+++ ENTRIES SUPPLIED +++

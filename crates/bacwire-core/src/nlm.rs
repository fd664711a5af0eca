use crate::encoding::{encode::Encode, reader::Reader, writer::Writer};
use crate::error::Layer;
use crate::{DecodeError, EncodeError};
use alloc::vec::Vec;

/// First message type that carries a vendor id and proprietary payload.
pub const PROPRIETARY_MESSAGE_TYPE: u8 = 0x80;

/// One row of an Initialize-Routing-Table(-Ack) message.
#[derive(Debug, Clone, PartialEq, Eq)]
#[cfg_attr(feature = "serde", derive(serde::Serialize, serde::Deserialize))]
pub struct RoutingTableEntry {
    pub network: u16,
    pub port_id: u8,
    pub port_info: Vec<u8>,
}

impl RoutingTableEntry {
    fn decode(r: &mut Reader<'_>) -> Result<Self, DecodeError> {
        let network = r.read_be_u16()?;
        let port_id = r.read_u8()?;
        let info_len = r.read_u8()? as usize;
        let port_info = r.read_exact(info_len)?.to_vec();
        Ok(Self {
            network,
            port_id,
            port_info,
        })
    }
}

impl Encode for RoutingTableEntry {
    fn encode(&self, w: &mut Writer<'_>) -> Result<(), EncodeError> {
        let info_len = u8::try_from(self.port_info.len()).map_err(|_| EncodeError::InvalidLength)?;
        w.write_be_u16(self.network)?;
        w.write_u8(self.port_id)?;
        w.write_u8(info_len)?;
        w.write_all(&self.port_info)
    }

    fn bit_len(&self) -> usize {
        (4 + self.port_info.len()) * 8
    }
}

/// Network layer message carried by an NPDU whose control octet flags one.
#[derive(Debug, Clone, PartialEq, Eq)]
#[cfg_attr(feature = "serde", derive(serde::Serialize, serde::Deserialize))]
pub enum Nlm {
    WhoIsRouterToNetwork {
        network: Option<u16>,
    },
    IAmRouterToNetwork {
        networks: Vec<u16>,
    },
    ICouldBeRouterToNetwork {
        network: u16,
        performance_index: u8,
    },
    RejectRouterToNetwork {
        reason: u8,
        network: u16,
    },
    RouterBusyToNetwork {
        networks: Vec<u16>,
    },
    RouterAvailableToNetwork {
        networks: Vec<u16>,
    },
    InitializeRoutingTable {
        entries: Vec<RoutingTableEntry>,
    },
    InitializeRoutingTableAck {
        entries: Vec<RoutingTableEntry>,
    },
    EstablishConnectionToNetwork {
        network: u16,
        termination_time: u8,
    },
    DisconnectConnectionToNetwork {
        network: u16,
    },
    WhatIsNetworkNumber,
    NetworkNumberIs {
        network: u16,
        configured: bool,
    },
    /// Message types 0x80 and above.
    Proprietary {
        message_type: u8,
        vendor_id: u16,
        data: Vec<u8>,
    },
}

impl Nlm {
    pub const fn message_type(&self) -> u8 {
        match self {
            Self::WhoIsRouterToNetwork { .. } => 0x00,
            Self::IAmRouterToNetwork { .. } => 0x01,
            Self::ICouldBeRouterToNetwork { .. } => 0x02,
            Self::RejectRouterToNetwork { .. } => 0x03,
            Self::RouterBusyToNetwork { .. } => 0x04,
            Self::RouterAvailableToNetwork { .. } => 0x05,
            Self::InitializeRoutingTable { .. } => 0x06,
            Self::InitializeRoutingTableAck { .. } => 0x07,
            Self::EstablishConnectionToNetwork { .. } => 0x08,
            Self::DisconnectConnectionToNetwork { .. } => 0x09,
            Self::WhatIsNetworkNumber => 0x12,
            Self::NetworkNumberIs { .. } => 0x13,
            Self::Proprietary { message_type, .. } => *message_type,
        }
    }

    pub const fn vendor_id(&self) -> Option<u16> {
        match self {
            Self::Proprietary { vendor_id, .. } => Some(*vendor_id),
            _ => None,
        }
    }

    /// Decodes a message occupying exactly `len` octets.
    pub fn decode(r: &mut Reader<'_>, len: usize) -> Result<Self, DecodeError> {
        let mut r = r.sub_reader(len)?;
        let message_type = r.read_u8()?;
        let r = &mut r;
        let nlm = match message_type {
            0x00 => Self::WhoIsRouterToNetwork {
                network: if r.remaining() >= 2 {
                    Some(r.read_be_u16()?)
                } else {
                    None
                },
            },
            0x01 => Self::IAmRouterToNetwork {
                networks: decode_networks(r)?,
            },
            0x02 => Self::ICouldBeRouterToNetwork {
                network: r.read_be_u16()?,
                performance_index: r.read_u8()?,
            },
            0x03 => Self::RejectRouterToNetwork {
                reason: r.read_u8()?,
                network: r.read_be_u16()?,
            },
            0x04 => Self::RouterBusyToNetwork {
                networks: decode_networks(r)?,
            },
            0x05 => Self::RouterAvailableToNetwork {
                networks: decode_networks(r)?,
            },
            0x06 => Self::InitializeRoutingTable {
                entries: decode_routing_table(r)?,
            },
            0x07 => Self::InitializeRoutingTableAck {
                entries: decode_routing_table(r)?,
            },
            0x08 => Self::EstablishConnectionToNetwork {
                network: r.read_be_u16()?,
                termination_time: r.read_u8()?,
            },
            0x09 => Self::DisconnectConnectionToNetwork {
                network: r.read_be_u16()?,
            },
            0x12 => Self::WhatIsNetworkNumber,
            0x13 => {
                let network = r.read_be_u16()?;
                r.reserved("network number reserved", 7, 0)?;
                Self::NetworkNumberIs {
                    network,
                    configured: r.read_bit()?,
                }
            }
            PROPRIETARY_MESSAGE_TYPE..=0xFF => {
                let vendor_id = r.read_be_u16()?;
                let data = r.read_exact(r.remaining())?.to_vec();
                Self::Proprietary {
                    message_type,
                    vendor_id,
                    data,
                }
            }
            other => {
                return Err(DecodeError::UnknownVariant {
                    layer: Layer::Nlm,
                    value: other as u16,
                })
            }
        };
        if !r.is_empty() {
            return Err(DecodeError::InvalidLength);
        }
        Ok(nlm)
    }
}

fn decode_networks(r: &mut Reader<'_>) -> Result<Vec<u16>, DecodeError> {
    if r.remaining() % 2 != 0 {
        return Err(DecodeError::InvalidLength);
    }
    let mut networks = Vec::with_capacity(r.remaining() / 2);
    while !r.is_empty() {
        networks.push(r.read_be_u16()?);
    }
    Ok(networks)
}

fn decode_routing_table(r: &mut Reader<'_>) -> Result<Vec<RoutingTableEntry>, DecodeError> {
    let count = r.read_u8()?;
    (0..count).map(|_| RoutingTableEntry::decode(r)).collect()
}

fn encode_networks(w: &mut Writer<'_>, networks: &[u16]) -> Result<(), EncodeError> {
    networks.iter().try_for_each(|network| w.write_be_u16(*network))
}

fn encode_routing_table(w: &mut Writer<'_>, entries: &[RoutingTableEntry]) -> Result<(), EncodeError> {
    let count = u8::try_from(entries.len()).map_err(|_| EncodeError::InvalidLength)?;
    w.write_u8(count)?;
    entries.encode(w)
}

impl Encode for Nlm {
    fn encode(&self, w: &mut Writer<'_>) -> Result<(), EncodeError> {
        let message_type = self.message_type();
        if matches!(self, Self::Proprietary { .. }) != (message_type >= PROPRIETARY_MESSAGE_TYPE) {
            return Err(EncodeError::ValueOutOfRange);
        }
        w.write_u8(message_type)?;
        match self {
            Self::WhoIsRouterToNetwork { network } => match network {
                Some(network) => w.write_be_u16(*network),
                None => Ok(()),
            },
            Self::IAmRouterToNetwork { networks }
            | Self::RouterBusyToNetwork { networks }
            | Self::RouterAvailableToNetwork { networks } => encode_networks(w, networks),
            Self::ICouldBeRouterToNetwork {
                network,
                performance_index,
            } => {
                w.write_be_u16(*network)?;
                w.write_u8(*performance_index)
            }
            Self::RejectRouterToNetwork { reason, network } => {
                w.write_u8(*reason)?;
                w.write_be_u16(*network)
            }
            Self::InitializeRoutingTable { entries }
            | Self::InitializeRoutingTableAck { entries } => encode_routing_table(w, entries),
            Self::EstablishConnectionToNetwork {
                network,
                termination_time,
            } => {
                w.write_be_u16(*network)?;
                w.write_u8(*termination_time)
            }
            Self::DisconnectConnectionToNetwork { network } => w.write_be_u16(*network),
            Self::WhatIsNetworkNumber => Ok(()),
            Self::NetworkNumberIs {
                network,
                configured,
            } => {
                w.write_be_u16(*network)?;
                w.write_bits(0, 7)?;
                w.write_bit(*configured)
            }
            Self::Proprietary {
                vendor_id, data, ..
            } => {
                w.write_be_u16(*vendor_id)?;
                w.write_all(data)
            }
        }
    }

    fn bit_len(&self) -> usize {
        let body = match self {
            Self::WhoIsRouterToNetwork { network } => network.map_or(0, |_| 2) * 8,
            Self::IAmRouterToNetwork { networks }
            | Self::RouterBusyToNetwork { networks }
            | Self::RouterAvailableToNetwork { networks } => networks.len() * 16,
            Self::ICouldBeRouterToNetwork { .. }
            | Self::RejectRouterToNetwork { .. }
            | Self::EstablishConnectionToNetwork { .. }
            | Self::NetworkNumberIs { .. } => 24,
            Self::InitializeRoutingTable { entries }
            | Self::InitializeRoutingTableAck { entries } => 8 + entries.bit_len(),
            Self::DisconnectConnectionToNetwork { .. } => 16,
            Self::WhatIsNetworkNumber => 0,
            Self::Proprietary { data, .. } => 16 + data.len() * 8,
        };
        8 + body
    }
}

#[cfg(test)]
mod tests {
    use super::{Nlm, RoutingTableEntry};
    use crate::encoding::{encode::Encode, options::DecodeOptions, reader::Reader};
    use crate::error::Layer;
    use crate::DecodeError;

    fn decode(bytes: &[u8]) -> Result<Nlm, DecodeError> {
        Nlm::decode(&mut Reader::new(bytes), bytes.len())
    }

    #[test]
    fn who_is_router_network_is_optional() {
        assert_eq!(
            decode(&[0x00]).unwrap(),
            Nlm::WhoIsRouterToNetwork { network: None }
        );
        let bytes = [0x00, 0x00, 0x05];
        let nlm = decode(&bytes).unwrap();
        assert_eq!(nlm, Nlm::WhoIsRouterToNetwork { network: Some(5) });
        assert_eq!(nlm.to_bytes().unwrap(), bytes);
    }

    #[test]
    fn network_list_fills_budget() {
        let bytes = [0x01, 0x00, 0x01, 0x00, 0x02, 0xFF, 0xFE];
        let nlm = decode(&bytes).unwrap();
        assert_eq!(
            nlm,
            Nlm::IAmRouterToNetwork {
                networks: vec![1, 2, 0xFFFE]
            }
        );
        assert_eq!(nlm.bit_len(), bytes.len() * 8);
        assert_eq!(decode(&[0x04, 0x00]).unwrap_err(), DecodeError::InvalidLength);
    }

    #[test]
    fn routing_table_ack() {
        let bytes = [0x07, 0x02, 0x00, 0x0A, 0x01, 0x00, 0x00, 0x0B, 0x02, 0x02, 0xAB, 0xCD];
        let nlm = decode(&bytes).unwrap();
        match &nlm {
            Nlm::InitializeRoutingTableAck { entries } => {
                assert_eq!(entries.len(), 2);
                assert_eq!(
                    entries[1],
                    RoutingTableEntry {
                        network: 11,
                        port_id: 2,
                        port_info: vec![0xAB, 0xCD],
                    }
                );
            }
            other => panic!("unexpected message {other:?}"),
        }
        assert_eq!(nlm.to_bytes().unwrap(), bytes);
    }

    #[test]
    fn network_number_is_reserved_bits() {
        let bytes = [0x13, 0x00, 0x2A, 0x01];
        assert_eq!(
            decode(&bytes).unwrap(),
            Nlm::NetworkNumberIs {
                network: 42,
                configured: true
            }
        );

        let noisy = [0x13, 0x00, 0x2A, 0x81];
        assert!(decode(&noisy).is_ok());
        let mut strict = Reader::with_options(&noisy, DecodeOptions::strict());
        assert!(matches!(
            Nlm::decode(&mut strict, noisy.len()).unwrap_err(),
            DecodeError::ConstantFieldMismatch { .. }
        ));
    }

    #[test]
    fn proprietary_carries_vendor_id() {
        let bytes = [0x80, 0x01, 0x04, 0xDE, 0xAD];
        let nlm = decode(&bytes).unwrap();
        assert_eq!(nlm.message_type(), 0x80);
        assert_eq!(nlm.vendor_id(), Some(260));
        assert_eq!(nlm.to_bytes().unwrap(), bytes);

        let standard = Nlm::DisconnectConnectionToNetwork { network: 7 };
        assert_eq!(standard.vendor_id(), None);
        assert_eq!(standard.to_bytes().unwrap(), [0x09, 0x00, 0x07]);
    }

    #[test]
    fn unassigned_message_types_are_unknown() {
        for message_type in 0x0A..=0x11u8 {
            assert_eq!(
                decode(&[message_type]).unwrap_err(),
                DecodeError::UnknownVariant {
                    layer: Layer::Nlm,
                    value: message_type as u16
                }
            );
        }
    }

    #[test]
    fn fixed_message_rejects_trailing_octets() {
        assert_eq!(
            decode(&[0x09, 0x00, 0x07, 0x00]).unwrap_err(),
            DecodeError::InvalidLength
        );
    }
}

+++

→ DIRECTIONS
Search the material for the word "ICouldBeRouterToNetwork". Each line where it is found must be copied.

→ SOLUTION TO THIS PROBLEM
    ICouldBeRouterToNetwork {
            Self::ICouldBeRouterToNetwork { .. } => 0x02,
            0x02 => Self::ICouldBeRouterToNetwork {
            Self::ICouldBeRouterToNetwork {
            Self::ICouldBeRouterToNetwork { .. }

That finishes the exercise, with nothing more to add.